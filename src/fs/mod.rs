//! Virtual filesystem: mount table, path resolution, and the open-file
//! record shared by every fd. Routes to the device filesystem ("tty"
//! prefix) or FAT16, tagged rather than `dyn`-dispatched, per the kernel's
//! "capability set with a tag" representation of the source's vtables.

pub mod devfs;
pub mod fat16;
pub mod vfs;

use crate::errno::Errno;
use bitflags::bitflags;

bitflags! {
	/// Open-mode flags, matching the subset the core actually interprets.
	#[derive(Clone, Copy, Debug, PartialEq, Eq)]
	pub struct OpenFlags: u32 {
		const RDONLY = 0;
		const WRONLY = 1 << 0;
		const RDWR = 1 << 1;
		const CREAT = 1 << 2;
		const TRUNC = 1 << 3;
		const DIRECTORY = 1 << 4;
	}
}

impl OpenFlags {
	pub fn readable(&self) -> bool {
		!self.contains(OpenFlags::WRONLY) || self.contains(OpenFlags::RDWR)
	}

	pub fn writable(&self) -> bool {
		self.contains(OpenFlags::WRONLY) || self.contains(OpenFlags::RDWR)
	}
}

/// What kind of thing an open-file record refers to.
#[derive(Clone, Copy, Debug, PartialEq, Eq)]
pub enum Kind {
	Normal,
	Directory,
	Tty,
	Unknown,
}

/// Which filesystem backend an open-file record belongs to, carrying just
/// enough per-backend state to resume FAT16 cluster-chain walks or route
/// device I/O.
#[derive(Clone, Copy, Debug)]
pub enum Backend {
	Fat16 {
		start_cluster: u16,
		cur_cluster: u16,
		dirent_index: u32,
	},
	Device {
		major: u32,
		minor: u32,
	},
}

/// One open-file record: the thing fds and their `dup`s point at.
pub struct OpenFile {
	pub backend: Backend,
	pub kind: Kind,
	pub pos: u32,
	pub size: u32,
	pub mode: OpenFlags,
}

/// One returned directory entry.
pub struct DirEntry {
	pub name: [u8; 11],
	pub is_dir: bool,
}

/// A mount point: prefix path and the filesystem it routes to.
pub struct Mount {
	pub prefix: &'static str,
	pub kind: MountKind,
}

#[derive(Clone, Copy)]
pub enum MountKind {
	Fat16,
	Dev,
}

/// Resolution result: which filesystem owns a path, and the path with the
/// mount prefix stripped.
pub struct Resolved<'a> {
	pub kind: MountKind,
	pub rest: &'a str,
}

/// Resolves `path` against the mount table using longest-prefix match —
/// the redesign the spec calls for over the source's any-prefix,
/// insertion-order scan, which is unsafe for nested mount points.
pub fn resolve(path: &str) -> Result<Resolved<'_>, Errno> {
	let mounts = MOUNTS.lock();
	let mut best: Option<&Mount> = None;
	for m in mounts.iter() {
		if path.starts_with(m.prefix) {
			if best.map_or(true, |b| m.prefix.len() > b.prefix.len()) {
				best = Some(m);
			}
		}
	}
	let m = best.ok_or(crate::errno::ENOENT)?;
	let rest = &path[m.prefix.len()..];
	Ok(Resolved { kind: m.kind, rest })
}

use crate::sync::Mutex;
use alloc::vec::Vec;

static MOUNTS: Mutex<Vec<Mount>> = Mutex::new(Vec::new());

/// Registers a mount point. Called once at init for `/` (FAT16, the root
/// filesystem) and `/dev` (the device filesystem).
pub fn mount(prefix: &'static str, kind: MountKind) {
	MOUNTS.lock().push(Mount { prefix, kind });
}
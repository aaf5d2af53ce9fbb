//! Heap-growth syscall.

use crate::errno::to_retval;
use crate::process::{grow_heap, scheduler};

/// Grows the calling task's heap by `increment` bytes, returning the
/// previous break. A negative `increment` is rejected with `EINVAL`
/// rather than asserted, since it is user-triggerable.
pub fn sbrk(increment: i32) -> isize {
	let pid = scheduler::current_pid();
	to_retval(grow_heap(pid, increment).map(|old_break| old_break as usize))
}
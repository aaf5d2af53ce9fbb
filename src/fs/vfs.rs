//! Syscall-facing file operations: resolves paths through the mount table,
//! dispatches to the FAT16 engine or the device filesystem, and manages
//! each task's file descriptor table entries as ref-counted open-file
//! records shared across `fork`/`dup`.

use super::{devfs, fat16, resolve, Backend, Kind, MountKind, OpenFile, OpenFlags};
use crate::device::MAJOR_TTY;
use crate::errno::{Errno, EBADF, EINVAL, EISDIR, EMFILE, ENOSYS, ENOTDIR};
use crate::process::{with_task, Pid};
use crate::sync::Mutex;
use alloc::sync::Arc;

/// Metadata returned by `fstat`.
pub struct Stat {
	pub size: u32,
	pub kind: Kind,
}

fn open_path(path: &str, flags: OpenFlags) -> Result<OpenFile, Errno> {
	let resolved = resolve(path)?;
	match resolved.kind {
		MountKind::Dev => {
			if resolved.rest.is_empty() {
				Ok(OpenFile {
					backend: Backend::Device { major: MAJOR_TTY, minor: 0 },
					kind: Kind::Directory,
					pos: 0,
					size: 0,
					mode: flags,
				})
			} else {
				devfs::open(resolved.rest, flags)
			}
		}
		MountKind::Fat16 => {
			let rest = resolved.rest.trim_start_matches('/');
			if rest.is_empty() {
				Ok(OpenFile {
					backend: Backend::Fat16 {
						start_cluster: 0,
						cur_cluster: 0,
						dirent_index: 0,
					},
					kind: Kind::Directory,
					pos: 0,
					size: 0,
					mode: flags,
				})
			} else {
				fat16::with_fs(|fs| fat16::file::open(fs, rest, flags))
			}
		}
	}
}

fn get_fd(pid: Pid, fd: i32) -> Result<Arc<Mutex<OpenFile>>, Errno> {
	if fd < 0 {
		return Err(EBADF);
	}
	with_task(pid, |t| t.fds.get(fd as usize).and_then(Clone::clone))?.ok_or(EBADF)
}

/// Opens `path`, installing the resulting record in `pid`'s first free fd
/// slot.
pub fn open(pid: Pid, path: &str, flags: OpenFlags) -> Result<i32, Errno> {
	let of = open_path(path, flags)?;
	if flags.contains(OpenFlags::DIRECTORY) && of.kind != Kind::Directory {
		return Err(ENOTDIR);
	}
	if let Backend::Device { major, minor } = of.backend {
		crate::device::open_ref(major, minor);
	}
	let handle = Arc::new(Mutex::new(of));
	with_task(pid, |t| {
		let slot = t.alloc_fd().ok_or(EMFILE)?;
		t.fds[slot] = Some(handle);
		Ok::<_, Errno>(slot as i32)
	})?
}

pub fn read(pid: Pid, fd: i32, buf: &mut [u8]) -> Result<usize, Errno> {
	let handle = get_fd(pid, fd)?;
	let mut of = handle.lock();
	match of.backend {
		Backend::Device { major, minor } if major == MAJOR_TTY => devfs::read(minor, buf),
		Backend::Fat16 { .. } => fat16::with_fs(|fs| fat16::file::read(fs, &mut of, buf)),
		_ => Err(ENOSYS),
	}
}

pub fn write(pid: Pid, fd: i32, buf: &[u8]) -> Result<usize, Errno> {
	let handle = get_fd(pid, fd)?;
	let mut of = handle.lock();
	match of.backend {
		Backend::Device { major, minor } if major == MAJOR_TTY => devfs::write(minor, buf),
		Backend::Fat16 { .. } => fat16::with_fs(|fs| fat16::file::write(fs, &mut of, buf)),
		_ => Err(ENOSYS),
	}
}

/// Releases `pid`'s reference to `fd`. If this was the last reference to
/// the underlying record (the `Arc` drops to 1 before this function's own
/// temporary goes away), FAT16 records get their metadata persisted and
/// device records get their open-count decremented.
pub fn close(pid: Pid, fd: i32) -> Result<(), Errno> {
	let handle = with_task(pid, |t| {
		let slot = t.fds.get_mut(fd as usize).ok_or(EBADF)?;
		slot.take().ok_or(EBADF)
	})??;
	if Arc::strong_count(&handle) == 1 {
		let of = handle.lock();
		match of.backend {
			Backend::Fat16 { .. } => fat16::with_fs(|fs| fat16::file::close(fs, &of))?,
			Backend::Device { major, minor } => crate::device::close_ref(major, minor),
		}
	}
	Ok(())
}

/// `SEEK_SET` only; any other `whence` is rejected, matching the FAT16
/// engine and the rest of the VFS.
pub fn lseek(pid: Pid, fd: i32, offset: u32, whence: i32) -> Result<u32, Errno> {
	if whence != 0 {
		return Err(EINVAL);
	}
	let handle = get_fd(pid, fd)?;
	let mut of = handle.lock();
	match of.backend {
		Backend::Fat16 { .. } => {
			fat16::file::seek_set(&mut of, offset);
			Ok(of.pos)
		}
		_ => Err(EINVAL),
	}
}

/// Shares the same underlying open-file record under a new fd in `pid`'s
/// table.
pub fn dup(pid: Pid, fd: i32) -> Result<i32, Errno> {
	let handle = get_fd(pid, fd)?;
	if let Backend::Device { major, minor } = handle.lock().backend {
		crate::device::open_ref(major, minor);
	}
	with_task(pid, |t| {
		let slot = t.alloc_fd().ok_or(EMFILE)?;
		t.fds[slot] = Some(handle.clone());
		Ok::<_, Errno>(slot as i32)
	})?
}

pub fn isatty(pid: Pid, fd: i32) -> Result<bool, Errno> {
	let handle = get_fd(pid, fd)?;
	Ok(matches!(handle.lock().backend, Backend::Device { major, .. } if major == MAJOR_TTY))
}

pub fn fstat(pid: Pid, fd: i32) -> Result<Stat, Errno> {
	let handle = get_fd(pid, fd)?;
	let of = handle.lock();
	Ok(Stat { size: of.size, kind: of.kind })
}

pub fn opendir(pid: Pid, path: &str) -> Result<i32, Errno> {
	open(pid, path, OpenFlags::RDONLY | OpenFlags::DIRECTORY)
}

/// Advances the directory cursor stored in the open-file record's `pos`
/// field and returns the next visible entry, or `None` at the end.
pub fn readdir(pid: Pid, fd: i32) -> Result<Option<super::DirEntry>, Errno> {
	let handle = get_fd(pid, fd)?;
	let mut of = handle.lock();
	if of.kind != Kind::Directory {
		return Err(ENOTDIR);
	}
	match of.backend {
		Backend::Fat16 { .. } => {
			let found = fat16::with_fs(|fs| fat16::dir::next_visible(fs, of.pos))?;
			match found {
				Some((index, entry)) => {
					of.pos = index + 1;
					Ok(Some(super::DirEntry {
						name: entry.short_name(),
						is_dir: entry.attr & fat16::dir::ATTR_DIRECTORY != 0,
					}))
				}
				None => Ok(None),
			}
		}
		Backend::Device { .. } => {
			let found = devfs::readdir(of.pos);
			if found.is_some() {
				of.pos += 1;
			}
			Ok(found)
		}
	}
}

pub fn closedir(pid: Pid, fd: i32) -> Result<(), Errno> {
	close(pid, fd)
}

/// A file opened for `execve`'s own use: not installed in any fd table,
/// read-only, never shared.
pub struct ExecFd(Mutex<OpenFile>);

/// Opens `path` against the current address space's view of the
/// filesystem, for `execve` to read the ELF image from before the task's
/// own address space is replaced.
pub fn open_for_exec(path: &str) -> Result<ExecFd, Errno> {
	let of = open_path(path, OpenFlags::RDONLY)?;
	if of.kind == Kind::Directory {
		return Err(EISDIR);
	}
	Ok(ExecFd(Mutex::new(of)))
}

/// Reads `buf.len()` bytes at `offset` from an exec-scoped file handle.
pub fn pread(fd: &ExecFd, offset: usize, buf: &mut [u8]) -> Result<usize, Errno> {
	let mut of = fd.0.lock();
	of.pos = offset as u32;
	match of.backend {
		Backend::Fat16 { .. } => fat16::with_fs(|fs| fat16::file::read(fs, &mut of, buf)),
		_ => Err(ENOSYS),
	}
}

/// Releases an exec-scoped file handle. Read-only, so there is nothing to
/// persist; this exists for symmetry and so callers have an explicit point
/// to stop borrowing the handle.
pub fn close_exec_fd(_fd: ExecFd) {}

· · · · · · ·

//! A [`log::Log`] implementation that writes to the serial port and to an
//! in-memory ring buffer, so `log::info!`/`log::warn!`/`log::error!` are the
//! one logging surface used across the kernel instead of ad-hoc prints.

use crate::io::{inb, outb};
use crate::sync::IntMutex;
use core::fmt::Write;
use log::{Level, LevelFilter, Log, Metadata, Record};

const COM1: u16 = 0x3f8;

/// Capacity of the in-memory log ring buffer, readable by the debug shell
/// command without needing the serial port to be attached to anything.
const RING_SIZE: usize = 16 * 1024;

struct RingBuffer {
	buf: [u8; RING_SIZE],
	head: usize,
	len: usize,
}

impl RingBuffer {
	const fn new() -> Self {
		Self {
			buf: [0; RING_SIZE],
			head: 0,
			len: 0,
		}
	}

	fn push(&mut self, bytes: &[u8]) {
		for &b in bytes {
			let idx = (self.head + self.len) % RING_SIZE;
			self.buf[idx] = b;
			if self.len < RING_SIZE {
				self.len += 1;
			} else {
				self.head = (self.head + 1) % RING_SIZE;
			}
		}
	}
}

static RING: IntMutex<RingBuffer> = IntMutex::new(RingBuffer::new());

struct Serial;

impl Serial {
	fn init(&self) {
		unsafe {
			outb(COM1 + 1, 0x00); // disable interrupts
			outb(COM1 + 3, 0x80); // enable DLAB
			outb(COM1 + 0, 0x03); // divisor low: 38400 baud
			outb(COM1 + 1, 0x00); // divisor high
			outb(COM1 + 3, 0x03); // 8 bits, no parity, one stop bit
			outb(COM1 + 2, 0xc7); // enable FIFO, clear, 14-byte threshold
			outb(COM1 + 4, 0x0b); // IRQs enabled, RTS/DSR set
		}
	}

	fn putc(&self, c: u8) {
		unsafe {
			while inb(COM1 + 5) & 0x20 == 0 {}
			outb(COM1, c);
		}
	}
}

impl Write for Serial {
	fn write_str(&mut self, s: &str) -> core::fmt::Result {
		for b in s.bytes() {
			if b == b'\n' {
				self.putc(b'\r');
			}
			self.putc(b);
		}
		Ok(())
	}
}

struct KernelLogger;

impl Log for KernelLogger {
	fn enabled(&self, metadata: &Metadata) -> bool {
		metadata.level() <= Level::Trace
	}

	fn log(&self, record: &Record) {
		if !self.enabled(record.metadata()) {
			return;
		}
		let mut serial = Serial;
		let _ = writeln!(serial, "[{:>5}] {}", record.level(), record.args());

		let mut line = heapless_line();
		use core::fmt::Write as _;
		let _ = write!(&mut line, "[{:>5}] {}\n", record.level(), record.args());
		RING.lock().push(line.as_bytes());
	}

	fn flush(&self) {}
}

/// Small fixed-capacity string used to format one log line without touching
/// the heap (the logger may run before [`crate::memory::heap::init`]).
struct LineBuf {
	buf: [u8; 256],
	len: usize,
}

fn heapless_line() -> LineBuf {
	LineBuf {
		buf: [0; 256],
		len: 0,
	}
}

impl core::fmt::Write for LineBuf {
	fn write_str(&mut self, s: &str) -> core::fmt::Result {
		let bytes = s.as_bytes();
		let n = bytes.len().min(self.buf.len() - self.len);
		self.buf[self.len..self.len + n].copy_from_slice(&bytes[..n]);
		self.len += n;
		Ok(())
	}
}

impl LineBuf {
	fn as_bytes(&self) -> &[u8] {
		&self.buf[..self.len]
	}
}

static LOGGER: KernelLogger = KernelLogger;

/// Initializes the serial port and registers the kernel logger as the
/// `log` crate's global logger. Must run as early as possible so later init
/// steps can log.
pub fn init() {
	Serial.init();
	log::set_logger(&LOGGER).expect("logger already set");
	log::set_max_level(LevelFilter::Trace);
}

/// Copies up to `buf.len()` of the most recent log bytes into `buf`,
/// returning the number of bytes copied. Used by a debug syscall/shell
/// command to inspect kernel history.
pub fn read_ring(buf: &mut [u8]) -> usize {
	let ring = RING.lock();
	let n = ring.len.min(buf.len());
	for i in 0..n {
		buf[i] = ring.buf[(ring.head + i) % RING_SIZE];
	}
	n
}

· · · · · · ·

= What the task requires =
Retrieve each line of the data in which the word "struct" can be found.

= Solution for this exercise =
	pub struct OpenFlags: u32 {
pub struct OpenFile {
pub struct DirEntry {
pub struct Mount {
pub struct Resolved<'a> {
pub struct Stat {
pub struct ExecFd(Mutex<OpenFile>);
struct RingBuffer {
struct Serial;
struct KernelLogger;
struct LineBuf {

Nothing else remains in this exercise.